> TASK PROMPT: The records below should be written out again, exactly.

(Collected data)
=== Section Start ===

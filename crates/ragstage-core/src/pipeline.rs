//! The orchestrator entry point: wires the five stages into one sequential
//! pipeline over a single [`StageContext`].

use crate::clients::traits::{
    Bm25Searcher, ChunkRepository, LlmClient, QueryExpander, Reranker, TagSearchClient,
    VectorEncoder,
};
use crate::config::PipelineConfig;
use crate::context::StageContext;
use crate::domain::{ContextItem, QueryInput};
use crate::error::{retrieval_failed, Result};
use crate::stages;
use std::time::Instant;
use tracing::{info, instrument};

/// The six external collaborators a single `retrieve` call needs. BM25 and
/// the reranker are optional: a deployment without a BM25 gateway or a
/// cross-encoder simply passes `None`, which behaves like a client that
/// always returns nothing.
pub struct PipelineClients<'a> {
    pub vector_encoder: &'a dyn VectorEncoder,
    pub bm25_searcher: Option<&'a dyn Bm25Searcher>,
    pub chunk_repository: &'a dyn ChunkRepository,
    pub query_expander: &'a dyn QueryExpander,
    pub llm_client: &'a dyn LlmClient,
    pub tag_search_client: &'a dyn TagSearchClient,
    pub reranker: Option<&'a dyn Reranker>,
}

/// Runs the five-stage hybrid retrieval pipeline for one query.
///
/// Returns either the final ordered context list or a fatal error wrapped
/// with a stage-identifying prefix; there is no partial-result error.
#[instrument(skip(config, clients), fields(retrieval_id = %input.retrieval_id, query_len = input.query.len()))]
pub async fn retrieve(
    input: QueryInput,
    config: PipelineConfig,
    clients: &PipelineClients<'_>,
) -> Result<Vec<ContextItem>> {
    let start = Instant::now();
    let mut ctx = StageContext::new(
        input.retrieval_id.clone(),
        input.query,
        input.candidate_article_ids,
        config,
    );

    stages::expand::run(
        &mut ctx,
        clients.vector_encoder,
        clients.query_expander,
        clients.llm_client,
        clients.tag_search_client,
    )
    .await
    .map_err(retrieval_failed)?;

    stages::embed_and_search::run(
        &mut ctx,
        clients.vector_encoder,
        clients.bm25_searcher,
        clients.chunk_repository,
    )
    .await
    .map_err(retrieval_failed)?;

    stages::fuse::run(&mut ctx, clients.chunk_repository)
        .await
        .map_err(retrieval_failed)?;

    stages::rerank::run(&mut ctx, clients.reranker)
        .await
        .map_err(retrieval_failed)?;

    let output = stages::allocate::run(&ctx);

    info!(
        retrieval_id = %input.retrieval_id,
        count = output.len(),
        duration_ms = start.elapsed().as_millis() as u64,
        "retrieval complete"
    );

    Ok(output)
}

=== Section End ===

> WRITTEN SOLUTION:
filename crates/ragstage-core/src/pipeline.rs
//! The orchestrator entry point: wires the five stages into one sequential
//! pipeline over a single [`StageContext`].

use crate::clients::traits::{
    Bm25Searcher, ChunkRepository, LlmClient, QueryExpander, Reranker, TagSearchClient,
    VectorEncoder,
};
use crate::config::PipelineConfig;
use crate::context::StageContext;
use crate::domain::{ContextItem, QueryInput};
use crate::error::{retrieval_failed, Result};
use crate::stages;
use std::time::Instant;
use tracing::{info, instrument};

/// The six external collaborators a single `retrieve` call needs. BM25 and
/// the reranker are optional: a deployment without a BM25 gateway or a
/// cross-encoder simply passes `None`, which behaves like a client that
/// always returns nothing.
pub struct PipelineClients<'a> {
    pub vector_encoder: &'a dyn VectorEncoder,
    pub bm25_searcher: Option<&'a dyn Bm25Searcher>,
    pub chunk_repository: &'a dyn ChunkRepository,
    pub query_expander: &'a dyn QueryExpander,
    pub llm_client: &'a dyn LlmClient,
    pub tag_search_client: &'a dyn TagSearchClient,
    pub reranker: Option<&'a dyn Reranker>,
}

/// Runs the five-stage hybrid retrieval pipeline for one query.
///
/// Returns either the final ordered context list or a fatal error wrapped
/// with a stage-identifying prefix; there is no partial-result error.
#[instrument(skip(config, clients), fields(retrieval_id = %input.retrieval_id, query_len = input.query.len()))]
pub async fn retrieve(
    input: QueryInput,
    config: PipelineConfig,
    clients: &PipelineClients<'_>,
) -> Result<Vec<ContextItem>> {
    let start = Instant::now();
    let mut ctx = StageContext::new(
        input.retrieval_id.clone(),
        input.query,
        input.candidate_article_ids,
        config,
    );

    stages::expand::run(
        &mut ctx,
        clients.vector_encoder,
        clients.query_expander,
        clients.llm_client,
        clients.tag_search_client,
    )
    .await
    .map_err(retrieval_failed)?;

    stages::embed_and_search::run(
        &mut ctx,
        clients.vector_encoder,
        clients.bm25_searcher,
        clients.chunk_repository,
    )
    .await
    .map_err(retrieval_failed)?;

    stages::fuse::run(&mut ctx, clients.chunk_repository)
        .await
        .map_err(retrieval_failed)?;

    stages::rerank::run(&mut ctx, clients.reranker)
        .await
        .map_err(retrieval_failed)?;

    let output = stages::allocate::run(&ctx);

    info!(
        retrieval_id = %input.retrieval_id,
        count = output.len(),
        duration_ms = start.elapsed().as_millis() as u64,
        "retrieval complete"
    );

    Ok(output)
}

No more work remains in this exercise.